• Exercise description
Your answer should be every line below that includes the word "text".

(Stored data)
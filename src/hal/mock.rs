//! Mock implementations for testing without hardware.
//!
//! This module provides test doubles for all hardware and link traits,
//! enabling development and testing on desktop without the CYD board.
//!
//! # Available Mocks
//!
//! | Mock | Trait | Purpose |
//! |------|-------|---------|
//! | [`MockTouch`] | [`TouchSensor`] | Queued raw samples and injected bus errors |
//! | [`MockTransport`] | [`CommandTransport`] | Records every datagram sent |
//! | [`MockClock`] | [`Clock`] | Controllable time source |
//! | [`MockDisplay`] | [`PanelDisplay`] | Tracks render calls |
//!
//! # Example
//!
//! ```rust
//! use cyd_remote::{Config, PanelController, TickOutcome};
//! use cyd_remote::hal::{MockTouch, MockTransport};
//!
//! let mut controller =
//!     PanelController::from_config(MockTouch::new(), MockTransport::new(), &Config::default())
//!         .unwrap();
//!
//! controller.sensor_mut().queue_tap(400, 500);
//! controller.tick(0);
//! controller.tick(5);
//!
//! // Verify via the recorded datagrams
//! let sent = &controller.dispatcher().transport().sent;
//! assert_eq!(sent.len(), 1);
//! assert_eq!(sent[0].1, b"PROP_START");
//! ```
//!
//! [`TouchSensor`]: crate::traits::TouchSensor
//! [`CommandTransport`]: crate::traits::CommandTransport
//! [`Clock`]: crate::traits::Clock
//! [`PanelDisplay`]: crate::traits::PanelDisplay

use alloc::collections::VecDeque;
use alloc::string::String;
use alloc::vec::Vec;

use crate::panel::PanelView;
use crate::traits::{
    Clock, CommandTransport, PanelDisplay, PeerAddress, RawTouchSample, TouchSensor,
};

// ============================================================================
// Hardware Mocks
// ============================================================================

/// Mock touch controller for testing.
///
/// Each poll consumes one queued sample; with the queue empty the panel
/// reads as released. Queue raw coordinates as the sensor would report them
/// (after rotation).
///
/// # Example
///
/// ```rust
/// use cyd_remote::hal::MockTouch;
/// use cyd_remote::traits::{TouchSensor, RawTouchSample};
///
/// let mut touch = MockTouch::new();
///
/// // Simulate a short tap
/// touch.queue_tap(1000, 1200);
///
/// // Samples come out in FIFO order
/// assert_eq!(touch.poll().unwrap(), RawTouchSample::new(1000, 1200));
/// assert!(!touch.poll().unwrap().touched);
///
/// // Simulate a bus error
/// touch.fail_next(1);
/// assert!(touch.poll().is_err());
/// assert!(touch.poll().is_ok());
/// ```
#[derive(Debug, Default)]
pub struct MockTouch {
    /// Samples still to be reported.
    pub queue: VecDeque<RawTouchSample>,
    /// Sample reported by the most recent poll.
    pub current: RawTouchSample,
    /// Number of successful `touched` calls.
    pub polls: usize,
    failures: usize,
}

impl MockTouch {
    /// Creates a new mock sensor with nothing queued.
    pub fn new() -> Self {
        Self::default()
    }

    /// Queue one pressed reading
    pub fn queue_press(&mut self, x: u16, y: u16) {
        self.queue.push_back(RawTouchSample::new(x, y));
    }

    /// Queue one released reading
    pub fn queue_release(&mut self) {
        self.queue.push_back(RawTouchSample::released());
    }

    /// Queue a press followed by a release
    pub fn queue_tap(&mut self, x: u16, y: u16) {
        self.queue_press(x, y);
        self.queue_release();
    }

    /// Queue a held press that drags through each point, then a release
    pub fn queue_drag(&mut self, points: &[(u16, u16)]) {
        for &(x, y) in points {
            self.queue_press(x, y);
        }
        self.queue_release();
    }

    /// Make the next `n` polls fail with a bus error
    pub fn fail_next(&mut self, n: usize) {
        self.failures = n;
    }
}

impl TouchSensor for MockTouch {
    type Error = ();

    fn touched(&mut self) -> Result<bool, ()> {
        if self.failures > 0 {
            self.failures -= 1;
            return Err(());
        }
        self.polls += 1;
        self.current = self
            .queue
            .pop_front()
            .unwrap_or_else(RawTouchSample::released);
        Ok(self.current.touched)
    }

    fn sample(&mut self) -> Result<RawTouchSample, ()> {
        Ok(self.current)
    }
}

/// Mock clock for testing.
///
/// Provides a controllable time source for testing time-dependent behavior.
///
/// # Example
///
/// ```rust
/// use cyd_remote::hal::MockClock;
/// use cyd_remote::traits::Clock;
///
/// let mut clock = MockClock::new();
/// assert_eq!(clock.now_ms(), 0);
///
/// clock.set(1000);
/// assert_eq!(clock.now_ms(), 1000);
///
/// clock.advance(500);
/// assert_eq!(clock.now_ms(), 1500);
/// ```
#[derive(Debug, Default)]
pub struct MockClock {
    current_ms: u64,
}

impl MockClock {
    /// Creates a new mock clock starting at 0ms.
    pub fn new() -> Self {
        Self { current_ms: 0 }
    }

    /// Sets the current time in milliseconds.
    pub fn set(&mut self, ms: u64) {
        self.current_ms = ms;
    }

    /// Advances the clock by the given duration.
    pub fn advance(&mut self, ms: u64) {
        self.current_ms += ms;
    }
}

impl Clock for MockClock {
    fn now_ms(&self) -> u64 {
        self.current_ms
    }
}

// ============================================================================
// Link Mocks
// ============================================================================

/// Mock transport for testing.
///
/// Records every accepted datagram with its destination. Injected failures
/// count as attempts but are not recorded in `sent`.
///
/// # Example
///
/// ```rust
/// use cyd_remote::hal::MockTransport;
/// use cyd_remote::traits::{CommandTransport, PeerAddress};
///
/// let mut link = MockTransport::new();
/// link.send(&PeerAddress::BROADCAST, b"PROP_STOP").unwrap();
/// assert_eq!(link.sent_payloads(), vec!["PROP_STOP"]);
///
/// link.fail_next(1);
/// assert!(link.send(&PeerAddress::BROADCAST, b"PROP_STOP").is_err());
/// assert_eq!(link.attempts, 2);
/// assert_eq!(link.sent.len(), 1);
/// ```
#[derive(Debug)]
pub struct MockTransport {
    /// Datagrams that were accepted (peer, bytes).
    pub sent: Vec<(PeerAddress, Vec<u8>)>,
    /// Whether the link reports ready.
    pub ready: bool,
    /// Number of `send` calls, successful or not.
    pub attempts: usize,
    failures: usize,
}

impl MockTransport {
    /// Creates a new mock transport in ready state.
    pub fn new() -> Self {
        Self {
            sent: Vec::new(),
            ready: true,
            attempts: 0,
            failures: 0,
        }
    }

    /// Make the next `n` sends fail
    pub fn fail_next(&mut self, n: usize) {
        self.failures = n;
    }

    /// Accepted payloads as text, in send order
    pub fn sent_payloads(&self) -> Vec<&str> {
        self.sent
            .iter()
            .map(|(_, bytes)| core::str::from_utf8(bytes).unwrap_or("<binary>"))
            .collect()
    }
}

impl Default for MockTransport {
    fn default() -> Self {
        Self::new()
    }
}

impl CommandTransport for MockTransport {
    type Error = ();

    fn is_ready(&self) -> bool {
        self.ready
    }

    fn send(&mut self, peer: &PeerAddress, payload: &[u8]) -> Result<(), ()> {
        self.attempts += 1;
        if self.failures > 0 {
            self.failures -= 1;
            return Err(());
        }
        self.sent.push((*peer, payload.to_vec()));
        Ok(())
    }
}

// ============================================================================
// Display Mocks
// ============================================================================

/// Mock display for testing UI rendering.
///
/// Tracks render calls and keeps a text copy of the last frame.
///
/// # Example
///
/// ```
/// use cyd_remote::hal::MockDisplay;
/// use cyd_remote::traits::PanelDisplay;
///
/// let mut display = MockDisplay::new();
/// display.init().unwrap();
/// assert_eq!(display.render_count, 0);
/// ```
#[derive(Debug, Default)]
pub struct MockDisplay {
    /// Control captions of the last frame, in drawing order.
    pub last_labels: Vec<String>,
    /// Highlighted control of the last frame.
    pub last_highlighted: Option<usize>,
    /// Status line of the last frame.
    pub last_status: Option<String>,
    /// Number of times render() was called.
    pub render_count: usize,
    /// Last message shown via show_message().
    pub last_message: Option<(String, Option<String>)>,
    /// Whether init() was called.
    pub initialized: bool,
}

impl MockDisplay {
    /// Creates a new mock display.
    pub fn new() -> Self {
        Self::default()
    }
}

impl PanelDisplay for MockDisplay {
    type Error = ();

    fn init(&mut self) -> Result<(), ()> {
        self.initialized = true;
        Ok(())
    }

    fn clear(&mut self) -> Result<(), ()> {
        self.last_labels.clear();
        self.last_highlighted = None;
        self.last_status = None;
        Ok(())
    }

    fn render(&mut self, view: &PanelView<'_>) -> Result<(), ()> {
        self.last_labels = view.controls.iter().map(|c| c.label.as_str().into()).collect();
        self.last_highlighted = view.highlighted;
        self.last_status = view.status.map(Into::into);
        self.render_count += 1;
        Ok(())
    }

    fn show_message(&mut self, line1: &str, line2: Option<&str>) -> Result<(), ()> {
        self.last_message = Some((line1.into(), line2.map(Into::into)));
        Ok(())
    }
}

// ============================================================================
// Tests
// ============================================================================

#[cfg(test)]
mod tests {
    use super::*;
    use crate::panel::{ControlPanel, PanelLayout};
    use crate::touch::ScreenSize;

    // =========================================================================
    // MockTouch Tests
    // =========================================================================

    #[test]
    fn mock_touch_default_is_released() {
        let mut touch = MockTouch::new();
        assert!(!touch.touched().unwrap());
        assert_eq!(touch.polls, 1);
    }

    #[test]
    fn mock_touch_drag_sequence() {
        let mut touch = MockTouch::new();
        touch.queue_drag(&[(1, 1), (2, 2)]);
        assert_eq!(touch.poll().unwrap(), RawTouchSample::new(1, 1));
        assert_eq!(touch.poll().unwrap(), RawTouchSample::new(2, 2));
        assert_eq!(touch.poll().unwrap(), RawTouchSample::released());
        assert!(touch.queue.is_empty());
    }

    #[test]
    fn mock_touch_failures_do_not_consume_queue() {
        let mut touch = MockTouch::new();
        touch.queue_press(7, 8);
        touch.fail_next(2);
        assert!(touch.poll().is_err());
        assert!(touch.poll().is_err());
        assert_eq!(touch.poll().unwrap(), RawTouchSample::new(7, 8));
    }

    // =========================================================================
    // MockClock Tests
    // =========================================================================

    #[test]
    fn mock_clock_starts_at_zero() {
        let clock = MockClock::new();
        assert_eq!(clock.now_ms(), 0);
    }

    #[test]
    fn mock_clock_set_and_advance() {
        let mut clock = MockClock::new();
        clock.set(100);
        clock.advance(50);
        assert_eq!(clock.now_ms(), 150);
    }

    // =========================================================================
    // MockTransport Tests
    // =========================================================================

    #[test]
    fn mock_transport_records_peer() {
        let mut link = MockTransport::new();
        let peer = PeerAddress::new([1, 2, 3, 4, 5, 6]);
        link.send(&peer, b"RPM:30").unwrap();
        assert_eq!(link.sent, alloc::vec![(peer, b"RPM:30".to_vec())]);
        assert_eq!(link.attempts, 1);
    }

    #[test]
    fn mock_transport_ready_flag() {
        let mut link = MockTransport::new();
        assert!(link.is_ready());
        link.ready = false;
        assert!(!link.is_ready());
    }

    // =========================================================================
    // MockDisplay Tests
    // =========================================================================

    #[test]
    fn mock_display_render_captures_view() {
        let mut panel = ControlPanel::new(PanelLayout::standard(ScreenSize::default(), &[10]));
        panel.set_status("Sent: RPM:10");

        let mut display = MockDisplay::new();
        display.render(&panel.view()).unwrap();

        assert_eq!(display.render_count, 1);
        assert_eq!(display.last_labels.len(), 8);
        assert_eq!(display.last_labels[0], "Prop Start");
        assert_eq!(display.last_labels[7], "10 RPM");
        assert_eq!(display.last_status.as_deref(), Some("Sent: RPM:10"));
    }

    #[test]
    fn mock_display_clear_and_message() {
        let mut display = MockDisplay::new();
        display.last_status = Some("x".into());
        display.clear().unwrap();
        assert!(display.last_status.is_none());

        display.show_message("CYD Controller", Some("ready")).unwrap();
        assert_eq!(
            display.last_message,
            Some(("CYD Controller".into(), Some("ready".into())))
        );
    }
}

• Solution to the problem
    /// Accepted payloads as text, in send order
/// Tracks render calls and keeps a text copy of the last frame.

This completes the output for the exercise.